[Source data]
_ _ _ _ _ _ _

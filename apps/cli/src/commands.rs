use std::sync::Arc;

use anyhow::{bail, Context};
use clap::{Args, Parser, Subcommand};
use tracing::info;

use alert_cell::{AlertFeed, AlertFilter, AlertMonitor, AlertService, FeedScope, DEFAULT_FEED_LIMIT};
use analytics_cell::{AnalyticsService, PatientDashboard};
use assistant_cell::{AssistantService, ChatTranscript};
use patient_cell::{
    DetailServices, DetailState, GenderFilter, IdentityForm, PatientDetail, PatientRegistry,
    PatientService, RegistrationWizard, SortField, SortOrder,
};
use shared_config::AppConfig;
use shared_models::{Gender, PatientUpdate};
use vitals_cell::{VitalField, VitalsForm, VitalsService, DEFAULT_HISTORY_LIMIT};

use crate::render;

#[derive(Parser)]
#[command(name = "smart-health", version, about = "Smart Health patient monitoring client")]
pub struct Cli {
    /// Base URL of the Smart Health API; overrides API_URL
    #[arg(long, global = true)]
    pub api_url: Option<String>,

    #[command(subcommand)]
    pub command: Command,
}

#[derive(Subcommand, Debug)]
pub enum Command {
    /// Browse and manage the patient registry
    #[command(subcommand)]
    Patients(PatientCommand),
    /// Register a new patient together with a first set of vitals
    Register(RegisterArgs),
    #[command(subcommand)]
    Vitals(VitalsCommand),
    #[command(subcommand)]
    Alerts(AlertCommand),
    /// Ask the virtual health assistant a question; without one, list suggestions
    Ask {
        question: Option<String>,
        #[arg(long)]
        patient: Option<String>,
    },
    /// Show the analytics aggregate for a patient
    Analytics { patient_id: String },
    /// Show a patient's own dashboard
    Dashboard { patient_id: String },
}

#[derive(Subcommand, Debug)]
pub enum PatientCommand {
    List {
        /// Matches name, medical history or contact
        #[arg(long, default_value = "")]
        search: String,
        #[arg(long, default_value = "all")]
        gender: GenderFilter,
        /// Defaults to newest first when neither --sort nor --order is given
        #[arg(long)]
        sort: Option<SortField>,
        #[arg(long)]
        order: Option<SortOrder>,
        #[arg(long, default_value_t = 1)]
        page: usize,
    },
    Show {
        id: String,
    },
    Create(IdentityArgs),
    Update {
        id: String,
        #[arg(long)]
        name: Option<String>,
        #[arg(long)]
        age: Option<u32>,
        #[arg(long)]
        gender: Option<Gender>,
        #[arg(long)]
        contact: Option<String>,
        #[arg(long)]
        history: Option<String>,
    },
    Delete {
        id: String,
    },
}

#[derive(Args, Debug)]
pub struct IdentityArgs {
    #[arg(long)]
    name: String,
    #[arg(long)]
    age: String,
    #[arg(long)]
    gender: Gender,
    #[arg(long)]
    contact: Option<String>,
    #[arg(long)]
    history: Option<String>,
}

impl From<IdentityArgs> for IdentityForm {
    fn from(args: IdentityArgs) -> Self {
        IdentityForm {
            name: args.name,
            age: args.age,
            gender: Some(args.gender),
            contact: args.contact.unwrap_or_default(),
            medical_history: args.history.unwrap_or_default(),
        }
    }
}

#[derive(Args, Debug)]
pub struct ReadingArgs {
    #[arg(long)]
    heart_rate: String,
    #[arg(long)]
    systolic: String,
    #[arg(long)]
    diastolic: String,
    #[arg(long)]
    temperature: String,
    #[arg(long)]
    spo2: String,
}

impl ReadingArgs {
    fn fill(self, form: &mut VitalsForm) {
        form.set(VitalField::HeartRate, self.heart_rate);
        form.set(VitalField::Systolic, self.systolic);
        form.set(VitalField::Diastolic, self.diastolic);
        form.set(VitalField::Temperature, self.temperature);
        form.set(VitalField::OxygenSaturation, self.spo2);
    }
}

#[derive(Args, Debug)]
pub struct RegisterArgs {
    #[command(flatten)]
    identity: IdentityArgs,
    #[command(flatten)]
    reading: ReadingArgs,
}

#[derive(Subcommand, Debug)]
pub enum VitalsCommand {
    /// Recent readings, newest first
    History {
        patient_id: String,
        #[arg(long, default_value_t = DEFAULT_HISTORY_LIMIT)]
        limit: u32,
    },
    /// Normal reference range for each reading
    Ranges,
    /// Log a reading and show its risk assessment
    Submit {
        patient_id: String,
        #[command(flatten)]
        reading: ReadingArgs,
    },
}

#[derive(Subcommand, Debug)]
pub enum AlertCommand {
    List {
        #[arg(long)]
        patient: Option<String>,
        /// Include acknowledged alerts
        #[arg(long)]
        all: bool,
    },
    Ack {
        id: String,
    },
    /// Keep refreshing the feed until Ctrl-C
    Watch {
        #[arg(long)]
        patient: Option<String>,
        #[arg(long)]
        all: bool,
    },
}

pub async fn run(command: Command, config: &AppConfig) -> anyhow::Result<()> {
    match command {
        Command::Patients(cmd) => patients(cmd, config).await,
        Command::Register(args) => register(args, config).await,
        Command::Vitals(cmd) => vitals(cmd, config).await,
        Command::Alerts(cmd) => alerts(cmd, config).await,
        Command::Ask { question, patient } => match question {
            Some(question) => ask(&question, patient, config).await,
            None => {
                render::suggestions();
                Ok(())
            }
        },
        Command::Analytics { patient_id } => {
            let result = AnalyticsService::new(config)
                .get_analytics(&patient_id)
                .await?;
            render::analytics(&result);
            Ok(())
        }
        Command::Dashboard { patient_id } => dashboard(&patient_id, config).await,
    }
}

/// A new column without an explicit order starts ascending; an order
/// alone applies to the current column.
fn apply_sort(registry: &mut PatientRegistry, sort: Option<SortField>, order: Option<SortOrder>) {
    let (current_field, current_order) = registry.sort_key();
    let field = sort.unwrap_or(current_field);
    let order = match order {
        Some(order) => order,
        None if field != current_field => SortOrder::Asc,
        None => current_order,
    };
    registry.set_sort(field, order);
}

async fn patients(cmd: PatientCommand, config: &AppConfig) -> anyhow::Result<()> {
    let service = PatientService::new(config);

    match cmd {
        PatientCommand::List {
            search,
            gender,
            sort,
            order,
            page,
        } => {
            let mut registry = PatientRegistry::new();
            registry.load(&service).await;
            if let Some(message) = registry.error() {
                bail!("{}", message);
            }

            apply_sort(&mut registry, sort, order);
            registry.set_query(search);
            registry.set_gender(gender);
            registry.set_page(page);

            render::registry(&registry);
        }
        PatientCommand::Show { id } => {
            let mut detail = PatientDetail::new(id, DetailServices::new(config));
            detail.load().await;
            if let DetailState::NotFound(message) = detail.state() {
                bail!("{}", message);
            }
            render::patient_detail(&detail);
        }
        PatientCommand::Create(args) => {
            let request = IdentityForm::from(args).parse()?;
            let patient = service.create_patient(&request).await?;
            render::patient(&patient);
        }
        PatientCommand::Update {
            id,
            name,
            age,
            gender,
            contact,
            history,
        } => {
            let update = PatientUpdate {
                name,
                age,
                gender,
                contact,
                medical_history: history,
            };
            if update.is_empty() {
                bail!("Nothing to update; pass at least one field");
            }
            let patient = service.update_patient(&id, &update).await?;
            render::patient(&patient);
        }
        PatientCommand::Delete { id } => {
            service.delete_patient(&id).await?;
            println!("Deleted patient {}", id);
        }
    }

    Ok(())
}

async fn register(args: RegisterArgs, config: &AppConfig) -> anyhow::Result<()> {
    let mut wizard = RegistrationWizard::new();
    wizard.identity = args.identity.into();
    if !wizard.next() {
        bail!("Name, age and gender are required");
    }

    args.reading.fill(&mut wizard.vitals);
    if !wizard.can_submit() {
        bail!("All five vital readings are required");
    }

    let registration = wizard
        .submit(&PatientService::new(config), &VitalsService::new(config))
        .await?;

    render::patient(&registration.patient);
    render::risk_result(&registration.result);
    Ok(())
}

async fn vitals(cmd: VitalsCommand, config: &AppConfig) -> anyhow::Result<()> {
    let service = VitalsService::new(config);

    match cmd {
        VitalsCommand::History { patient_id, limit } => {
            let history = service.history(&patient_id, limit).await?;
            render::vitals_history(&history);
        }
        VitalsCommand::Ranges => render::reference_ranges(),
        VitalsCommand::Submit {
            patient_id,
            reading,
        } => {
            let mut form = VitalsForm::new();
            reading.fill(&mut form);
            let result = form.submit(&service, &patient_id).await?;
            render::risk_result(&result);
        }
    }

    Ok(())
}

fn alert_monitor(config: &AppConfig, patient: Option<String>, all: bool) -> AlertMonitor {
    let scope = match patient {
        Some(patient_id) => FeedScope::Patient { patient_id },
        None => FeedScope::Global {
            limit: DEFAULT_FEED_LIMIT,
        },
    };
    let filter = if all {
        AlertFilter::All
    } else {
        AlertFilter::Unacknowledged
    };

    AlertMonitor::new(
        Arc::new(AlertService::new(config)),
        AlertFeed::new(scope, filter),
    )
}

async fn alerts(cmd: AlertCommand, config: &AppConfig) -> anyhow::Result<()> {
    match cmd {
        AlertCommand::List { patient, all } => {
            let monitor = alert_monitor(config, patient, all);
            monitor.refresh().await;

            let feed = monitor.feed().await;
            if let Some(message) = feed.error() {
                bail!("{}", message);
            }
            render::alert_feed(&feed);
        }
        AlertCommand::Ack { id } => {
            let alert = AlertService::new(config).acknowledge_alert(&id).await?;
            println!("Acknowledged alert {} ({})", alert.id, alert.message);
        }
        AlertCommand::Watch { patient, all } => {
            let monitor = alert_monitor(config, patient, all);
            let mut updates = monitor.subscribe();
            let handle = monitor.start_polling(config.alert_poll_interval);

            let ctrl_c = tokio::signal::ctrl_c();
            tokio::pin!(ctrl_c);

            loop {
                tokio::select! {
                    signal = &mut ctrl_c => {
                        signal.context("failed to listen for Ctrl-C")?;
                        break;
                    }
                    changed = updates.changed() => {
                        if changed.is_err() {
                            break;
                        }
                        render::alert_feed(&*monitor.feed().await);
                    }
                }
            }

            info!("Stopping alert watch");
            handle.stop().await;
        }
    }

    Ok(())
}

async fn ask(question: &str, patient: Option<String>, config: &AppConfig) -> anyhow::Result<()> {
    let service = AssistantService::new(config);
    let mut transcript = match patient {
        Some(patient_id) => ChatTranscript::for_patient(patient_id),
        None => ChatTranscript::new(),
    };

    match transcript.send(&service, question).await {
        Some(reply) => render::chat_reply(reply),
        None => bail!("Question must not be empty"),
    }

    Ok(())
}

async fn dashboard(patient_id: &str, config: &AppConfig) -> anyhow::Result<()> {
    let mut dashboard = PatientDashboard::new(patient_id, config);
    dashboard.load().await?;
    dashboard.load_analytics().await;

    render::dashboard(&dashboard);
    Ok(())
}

_ _ _ _ _ _ _

> **EXERCISE PROMPT**
Search the data and copy each line containing "Smart".

> **RESULT**
#[command(name = "smart-health", version, about = "Smart Health patient monitoring client")]
    /// Base URL of the Smart Health API; overrides API_URL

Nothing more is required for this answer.